Re: [PATCH v2 0/9] selftests/resctrl: Fixes and improvements focused on Intel platforms

public inbox for patches@lists.linux.dev
 help / color / mirror / Atom feed

From: "Chen, Yu C" <yu.c.chen@intel.com>
To: Reinette Chatre <reinette.chatre@intel.com>
Cc: <fenghuay@nvidia.com>, <peternewman@google.com>,
	<zide.chen@intel.com>, <dapeng1.mi@linux.intel.com>,
	<ben.horgan@arm.com>, <linux-kselftest@vger.kernel.org>,
	<linux-kernel@vger.kernel.org>, <patches@lists.linux.dev>,
	<shuah@kernel.org>, <Dave.Martin@arm.com>, <james.morse@arm.com>,
	<babu.moger@amd.com>, <ilpo.jarvinen@linux.intel.com>,
	<tony.luck@intel.com>
Subject: Re: [PATCH v2 0/9] selftests/resctrl: Fixes and improvements focused on Intel platforms
Date: Wed, 4 Mar 2026 23:18:21 +0800	[thread overview]
Message-ID: <4b6cd592-ab84-4dcb-ab86-ecb1be3482c7@intel.com> (raw)
In-Reply-To: <cover.1772582958.git.reinette.chatre@intel.com>

On 3/4/2026 8:19 AM, Reinette Chatre wrote:
> Changes since v1:
> - The new perf interface that resctrl selftests can utilize has been accepted and
>    merged into v7.0-rc2. This series can thus now be considered for inclusion.
>    For reference,
>    commit 6a8a48644c4b ("perf/x86/intel/uncore: Add per-scheduler IMC CAS count events")
>    The resctrl selftest changes making use of the new perf interface are backward
>    compatible.
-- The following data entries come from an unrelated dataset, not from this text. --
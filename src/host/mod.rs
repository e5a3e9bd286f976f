//! Remote forge capability.
//!
//! The publishing core never speaks HTTP itself; it asks a [`RemoteHost`]
//! who a token belongs to, what it may do on a repository, which
//! repositories the user owns, and to create forks.
//!
//! ```text
//! RemoteHost (trait)
//!     |
//!     +-- GitHubHost   REST v3 over a blocking reqwest client
//!     |
//!     +-- MockHost     in-memory double for tests (cfg(test))
//! ```

mod github;
#[cfg(test)]
pub mod mock;

pub use github::GitHubHost;

use secrecy::SecretString;
use serde::{Deserialize, Serialize};
use std::{fmt, str::FromStr};
use thiserror::Error;

// ============================================================================
// Permission
// ============================================================================

/// Effective permission of a user on a repository.
#[derive(Debug, Clone, Copy, Default, PartialEq, Eq, PartialOrd, Ord, Hash)]
pub enum PermissionLevel {
    #[default]
    None,
    Read,
    Write,
    Admin,
}

impl PermissionLevel {
    /// Map the forge's permission strings.
    ///
    /// `maintain` and `triage` are GitHub role names that sit between the
    /// classic levels.
    pub fn parse(s: &str) -> Self {
        match s.trim().to_ascii_lowercase().as_str() {
            "admin" => Self::Admin,
            "write" | "maintain" | "push" => Self::Write,
            "read" | "triage" | "pull" => Self::Read,
            _ => Self::None,
        }
    }

    pub const fn as_str(self) -> &'static str {
        match self {
            Self::None => "none",
            Self::Read => "read",
            Self::Write => "write",
            Self::Admin => "admin",
        }
    }

    /// Whether branches may be created and pushed.
    pub fn can_publish(self) -> bool {
        self >= Self::Write
    }
}

impl fmt::Display for PermissionLevel {
    fn fmt(&self, f: &mut fmt::Formatter<'_>) -> fmt::Result {
        f.write_str(self.as_str())
    }
}

// ============================================================================
// Repository identifiers
// ============================================================================

/// `owner/name` of a hosted repository.
#[derive(Debug, Clone, PartialEq, Eq, Hash)]
pub struct RepoSlug {
    pub owner: String,
    pub name: String,
}

impl RepoSlug {
    pub fn new(owner: impl Into<String>, name: impl Into<String>) -> Self {
        Self {
            owner: owner.into(),
            name: name.into(),
        }
    }
}

impl fmt::Display for RepoSlug {
    fn fmt(&self, f: &mut fmt::Formatter<'_>) -> fmt::Result {
        write!(f, "{}/{}", self.owner, self.name)
    }
}

#[derive(Debug, Error, PartialEq, Eq)]
#[error("`{0}` is not an `owner/name` repository identifier")]
pub struct InvalidRepoSlug(pub String);

impl FromStr for RepoSlug {
    type Err = InvalidRepoSlug;

    fn from_str(s: &str) -> Result<Self, Self::Err> {
        let trimmed = s.trim().trim_end_matches(".git");
        match trimmed.split_once('/') {
            Some((owner, name))
                if !owner.is_empty() && !name.is_empty() && !name.contains('/') =>
            {
                Ok(Self::new(owner, name))
            }
            _ => Err(InvalidRepoSlug(s.to_string())),
        }
    }
}

/// URL scheme used to clone and push the fork.
#[derive(Debug, Clone, Copy, Default, PartialEq, Eq, Serialize, Deserialize)]
#[serde(rename_all = "lowercase")]
pub enum CloneProtocol {
    /// `git@host:owner/repo.git` (default, uses the user's SSH keys).
    #[default]
    Ssh,
    /// `https://host/owner/repo.git` (uses the user's credential helper).
    Https,
}

/// A repository as listed by the host.
#[derive(Debug, Clone, PartialEq, Eq)]
pub struct RepoDescriptor {
    pub owner: String,
    pub name: String,
    /// Whether the host flags this repository as a fork.
    pub fork: bool,
    pub ssh_url: String,
    pub clone_url: String,
}

impl RepoDescriptor {
    pub fn full_name(&self) -> String {
        format!("{}/{}", self.owner, self.name)
    }

    pub fn url(&self, protocol: CloneProtocol) -> &str {
        match protocol {
            CloneProtocol::Ssh => &self.ssh_url,
            CloneProtocol::Https => &self.clone_url,
        }
    }
}

/// The user a token authenticates as.
#[derive(Debug, Clone, PartialEq, Eq)]
pub struct Identity {
    pub login: String,
    /// Public profile email, when the user exposes one.
    pub email: Option<String>,
}

// ============================================================================
// Errors
// ============================================================================

#[derive(Debug, Error)]
pub enum HostError {
    #[error("token was rejected by the host")]
    Unauthorized,

    #[error("host returned HTTP {status}: {message}")]
    Http { status: u16, message: String },

    #[error("request to host failed: {0}")]
    Transport(String),

    #[error("unexpected response from host: {0}")]
    Decode(String),
}

// ============================================================================
// Trait
// ============================================================================

/// Operations the publishing core needs from the forge.
///
/// Implementations are blocking; the core issues one call at a time.
pub trait RemoteHost: Send + Sync {
    /// Resolve the identity behind `token`.
    fn authenticate(&self, token: &SecretString) -> Result<Identity, HostError>;

    /// Permission of `username` on `repo`.
    fn permission(
        &self,
        token: &SecretString,
        username: &str,
        repo: &RepoSlug,
    ) -> Result<PermissionLevel, HostError>;

    /// Repositories owned by the authenticated user.
    fn list_user_repositories(&self, token: &SecretString) -> Result<Vec<RepoDescriptor>, HostError>;

    /// Fork `base` into the authenticated user's account as `name`.
    fn create_fork(
        &self,
        token: &SecretString,
        base: &RepoSlug,
        name: &str,
    ) -> Result<RepoDescriptor, HostError>;
}

#[cfg(test)]
mod tests {
    use super::*;

    #[test]
    fn test_permission_ordering() {
        assert!(PermissionLevel::None < PermissionLevel::Read);
        assert!(PermissionLevel::Read < PermissionLevel::Write);
        assert!(PermissionLevel::Write < PermissionLevel::Admin);
    }

    #[test]
    fn test_permission_parse() {
        assert_eq!(PermissionLevel::parse("admin"), PermissionLevel::Admin);
        assert_eq!(PermissionLevel::parse("WRITE"), PermissionLevel::Write);
        assert_eq!(PermissionLevel::parse("maintain"), PermissionLevel::Write);
        assert_eq!(PermissionLevel::parse("triage"), PermissionLevel::Read);
        assert_eq!(PermissionLevel::parse("read"), PermissionLevel::Read);
        assert_eq!(PermissionLevel::parse("none"), PermissionLevel::None);
        assert_eq!(PermissionLevel::parse("bogus"), PermissionLevel::None);
    }

    #[test]
    fn test_can_publish() {
        assert!(PermissionLevel::Admin.can_publish());
        assert!(PermissionLevel::Write.can_publish());
        assert!(!PermissionLevel::Read.can_publish());
        assert!(!PermissionLevel::None.can_publish());
    }

    #[test]
    fn test_repo_slug_parse() {
        let slug: RepoSlug = "espressif/developer-portal".parse().unwrap();
        assert_eq!(slug, RepoSlug::new("espressif", "developer-portal"));
        assert_eq!(slug.to_string(), "espressif/developer-portal");

        assert!("org/site.git".parse::<RepoSlug>().is_ok());
        assert!("site".parse::<RepoSlug>().is_err());
        assert!("/site".parse::<RepoSlug>().is_err());
        assert!("a/b/c".parse::<RepoSlug>().is_err());
    }

    #[test]
    fn test_descriptor_url_by_protocol() {
        let repo = RepoDescriptor {
            owner: "alice".into(),
            name: "site".into(),
            fork: true,
            ssh_url: "git@github.com:alice/site.git".into(),
            clone_url: "https://github.com/alice/site.git".into(),
        };
        assert_eq!(repo.url(CloneProtocol::Ssh), "git@github.com:alice/site.git");
        assert_eq!(repo.url(CloneProtocol::Https), "https://github.com/alice/site.git");
        assert_eq!(repo.full_name(), "alice/site");
    }
}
The selftests do not require a v7.0-rc2 kernel to run but the
>    tests can only pass on recent Intel platforms running v7.0-rc2 or later.
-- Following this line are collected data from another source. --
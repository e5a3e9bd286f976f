//! `[commit]` section configuration.
//!
//! ```toml
//! [commit]
//! author_name = "Jane Doe"                  # default: token owner's login
//! author_email = "jane@example.com"         # default: resolved commit email
//! article_message = "{title} first commit"
//! default_message = "Add authors/articles"
//! ```

use crate::{
    config::{ConfigDiagnostics, FieldPath},
    publish::AuthorIdentity,
};
use serde::{Deserialize, Serialize};

const TITLE_PLACEHOLDER: &str = "{title}";

#[derive(Debug, Clone, PartialEq, Serialize, Deserialize)]
#[serde(default)]
pub struct CommitConfig {
    pub author_name: Option<String>,
    pub author_email: Option<String>,

    /// Message of the commit created by `article`; `{title}` is replaced.
    pub article_message: String,

    /// Message used by `commit` when `-m` is not given.
    pub default_message: String,
}

impl CommitConfig {
    pub const ARTICLE_MESSAGE: FieldPath = FieldPath::new("commit.article_message");
    pub const DEFAULT_MESSAGE: FieldPath = FieldPath::new("commit.default_message");

    pub fn article_message(&self, title: &str) -> String {
        self.article_message.replace(TITLE_PLACEHOLDER, title)
    }

    /// Configured identity, filling gaps from the credential's.
    pub fn author(&self, login: &str, email: &str) -> AuthorIdentity {
        AuthorIdentity::new(
            self.author_name.as_deref().unwrap_or(login),
            self.author_email.as_deref().unwrap_or(email),
        )
    }

    pub fn validate(&self, diag: &mut ConfigDiagnostics) {
        if self.article_message.trim().is_empty() {
            diag.error(Self::ARTICLE_MESSAGE, "message template cannot be empty");
        } else if !self.article_message.contains(TITLE_PLACEHOLDER) {
            diag.warn(
                Self::ARTICLE_MESSAGE,
                "template has no {title}; every article commit will read the same",
            );
        }
        if self.default_message.trim().is_empty() {
            diag.error(Self::DEFAULT_MESSAGE, "message cannot be empty");
        }
    }
}

impl Default for CommitConfig {
    fn default() -> Self {
        Self {
            author_name: None,
            author_email: None,
            article_message: format!("{TITLE_PLACEHOLDER} first commit"),
            default_message: "Add authors/articles".to_string(),
        }
    }
}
> - Combine the two outstanding resctrl selftest submissions into one series
>    for easier tracking:
>    https://lore.kernel.org/lkml/084e82b5c29d75f16f24af8768d50d39ba0118a5.1769101788.git.reinette.chatre@intel.com/
>    https://lore.kernel.org/lkml/cover.1770406608.git.reinette.chatre@intel.com/
> - Fix typo in changelog of "selftests/resctrl: Improve accuracy of cache
>    occupancy test": "the data my be in L2" -> "the data my be in L2"
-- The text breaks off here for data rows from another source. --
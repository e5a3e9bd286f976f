//! Local git transport for the working copy.
//!
//! Mutating operations (clone, checkout, add, commit, fetch, push) shell out
//! to the system `git` binary; read-only inspection (is this a repository,
//! which branch is active, where does `origin` point) goes through `gix`.

mod command;
mod remote;
mod repo;

pub use command::{Git, GitError, ensure_git_available};
pub use remote::full_name_from_url;
pub use repo::{active_branch, is_repository, remote_url};
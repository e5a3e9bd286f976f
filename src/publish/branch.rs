//! One branch per content item, rooted at the base branch.

use super::{BranchError, RepositorySession, Transcript};
use crate::utils::{
    git::Git,
    slug::{SlugSeparator, slugify},
};
use std::fmt;

/// Prefix of branches created for articles.
const ARTICLE_PREFIX: &str = "article/";

/// A branch name git will accept.
#[derive(Debug, Clone, PartialEq, Eq)]
pub struct BranchName(String);

impl BranchName {
    pub fn new(name: &str) -> Result<Self, BranchError> {
        let name = name.trim();
        if is_valid_ref_name(name) {
            Ok(Self(name.to_string()))
        } else {
            Err(BranchError::InvalidName(name.to_string()))
        }
    }

    /// `article/<title slug with underscores>`.
    pub fn for_article(title: &str) -> Result<Self, BranchError> {
        let slug = slugify(title, SlugSeparator::Underscore);
        if slug.is_empty() {
            return Err(BranchError::InvalidName(title.to_string()));
        }
        Ok(Self(format!("{ARTICLE_PREFIX}{slug}")))
    }

    pub fn as_str(&self) -> &str {
        &self.0
    }
}

impl fmt::Display for BranchName {
    fn fmt(&self, f: &mut fmt::Formatter<'_>) -> fmt::Result {
        f.write_str(&self.0)
    }
}

/// Subset of `git check-ref-format --branch` rules.
fn is_valid_ref_name(name: &str) -> bool {
    const FORBIDDEN: &[char] = &[' ', '~', '^', ':', '?', '*', '[', '\\'];

    !name.is_empty()
        && name != "@"
        && !name.starts_with(['-', '/', '.'])
        && !name.ends_with(['/', '.'])
        && !name.ends_with(".lock")
        && !name.contains("..")
        && !name.contains("//")
        && !name.contains("@{")
        && !name.contains("/.")
        && !name.chars().any(|c| c.is_control() || FORBIDDEN.contains(&c))
}

#[derive(Debug, Clone, PartialEq, Eq)]
pub enum BranchOutcome {
    Created { name: String },
    /// The branch already existed and is now checked out.
    Resumed { name: String },
}

impl fmt::Display for BranchOutcome {
    fn fmt(&self, f: &mut fmt::Formatter<'_>) -> fmt::Result {
        match self {
            Self::Created { name } => write!(f, "created branch {name}"),
            Self::Resumed { name } => write!(f, "switched to existing branch {name}"),
        }
    }
}

pub struct BranchController<'s> {
    session: &'s RepositorySession,
}

impl<'s> BranchController<'s> {
    pub fn new(session: &'s RepositorySession) -> Self {
        Self { session }
    }

    /// Check out `name`, creating it from `base` when it does not exist.
    ///
    /// Never deletes or resets an existing branch, so calling this again
    /// for the same content item resumes where the author left off.
    pub fn start_branch(
        &self,
        base: &str,
        name: &BranchName,
        log: &Transcript,
    ) -> Result<BranchOutcome, BranchError> {
        self.session.with_working_copy(|copy| {
            let git = copy.git();

            if !has_branch(git, base)? && !has_remote_branch(git, base)? {
                return Err(BranchError::BaseBranchMissing {
                    base: base.to_string(),
                });
            }

            let name = name.as_str();
            if has_branch(git, name)? {
                git.run(["checkout", "--quiet", name])?;
                log.record("git", format!("checkout {name}"));
                return Ok(BranchOutcome::Resumed {
                    name: name.to_string(),
                });
            }

            git.run(["checkout", "--quiet", base])?;
            log.record("git", format!("checkout {base}"));
            git.run(["checkout", "--quiet", "-b", name])?;
            log.record("git", format!("checkout -b {name}"));

            Ok(BranchOutcome::Created {
                name: name.to_string(),
            })
        })
    }
}

fn has_branch(git: &Git, name: &str) -> Result<bool, BranchError> {
    let reference = format!("refs/heads/{name}");
    Ok(git.probe(["show-ref", "--verify", "--quiet", reference.as_str()])?)
}

fn has_remote_branch(git: &Git, name: &str) -> Result<bool, BranchError> {
    let reference = format!("refs/remotes/origin/{name}");
    Ok(git.probe(["show-ref", "--verify", "--quiet", reference.as_str()])?)
}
> - Add Zide Chen's RB tags.
> 
> Cover letter updated to be accurate wrt perf changes:
> 
> The resctrl selftests fail on recent Intel platforms. Intermittent failures
> in the CAT test and permanent failures of MBM and MBA tests on new platforms
> like Sierra Forest and Granite Rapids.
> 
> The MBM and MBA resctrl selftests both generate memory traffic and compare the
> memory bandwidth measurements between the iMC PMUs and MBM to determine pass or
> fail. Both these tests are failing on recent platforms like Sierra Forest and
> Granite Rapids that have two events that need to be read and combined
> for a total memory bandwidth count instead of the single event available on
> earlier platforms.
> 
> resctrl selftests prefer to obtain event details via sysfs instead of adding
> model specific details on which events to read. Enhancements to perf to expose
> the new event details are available since:
>   commit 6a8a48644c4b ("perf/x86/intel/uncore: Add per-scheduler IMC CAS count events")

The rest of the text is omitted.